By August, Hank and Audrey had moved to Nashville, and the following month he bought a home at 2510 Franklin Road.




The Grand Ole Opry
Hank Williams took the stage in triumph for his Grand Ole Opry debut here at the Ryman Auditorium on June 18, 1949. (Some accounts say June 11, but that appearance wasn’t part of the broadcast segment.)

He sang “Lovesick Blues”, which by then had sold three million copies. The reception was fantastic, although not everyone believes the legend that he earned six encores and that emcee Red Foley had to plead with the audience to let the show continue. It’s also been said that, in tribute to Williams, they wouldn’t let anyone else get more than five encores after that. Hank was quickly bundled into an Opry package tour that entertained GIs stationed in Germany.

Long before he performed from the stage of the Ryman for the Opry, Hank had recorded here. The place has always been acclaimed for its wonderful acoustics.

The Union Gospel Tabernacle, opened in 1892 by steamboat magnate Captain Thomas G Ryman (1841-1904), was renamed the Ryman Auditorium in his honour when he died, in recognition of his civic contributions.
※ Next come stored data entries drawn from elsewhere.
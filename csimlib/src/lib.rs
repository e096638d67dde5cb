//! # CSimLib
//!
//! CSimLib replays a memory access trace against a set-associative cache with least recently
//! used eviction, and reports how many accesses hit, missed and evicted a line
//!
//! The cache is described by three numbers: the number of set index bits, the associativity, and
//! the number of block offset bits. Only tags, validity and recency are modelled, no data is ever
//! stored

/// Contains the address decoder, which splits addresses into a tag, set index and block offset
pub mod address;

/// Contains the cache model, its lines, and the access decision procedure
pub mod cache;

/// Contains the cache geometry, and a partial form which can be loaded from JSON
pub mod config;

/// Contains the error type shared by the whole library
pub mod error;

/// Contains helpers for opening trace files
pub mod io;

/// Contains the recency tracking used to pick eviction victims
pub mod replacement_policies;

/// Contains the simulator used to replay a trace against a cache
pub mod simulator;

/// Contains hit, miss and eviction accounting
pub mod stats;

/// Contains the access record model and the trace parser
pub mod trace;

/// Contains utilities for running fixture tests and benchmarks.
pub mod util;

#[cfg(test)]
mod test;

pub use error::{Error, RecordError, Result};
It was soon an entertainment venue, but really found its true calling with the launch of the Grand Ole Opry show in 1943. It became the Mother Church of Country Music.

The 2,362-seat Ryman was used for Grand Ole Opry broadcasts until 1974, when the Opry moved to larger quarters at the Opryland USA theme park (now the Gaylord Opryland Resort and Convention Center) on the city’s outskirts.

The Ryman sat vacant for 20 years until its restoration in 1994, and today again hosts music concerts, although it’s unlikely to see shows of the historic calibre that made it a legend among entertainment venues.

No fewer that three ghosts have allegedly haunted the building, and Hank’s is one of them. The first was that of old Captain Ryman himself, who’d make a fuss over performances he didn’t like, including one risque show in the early 1900s that made him crash about so loudly that he drowned out the actors.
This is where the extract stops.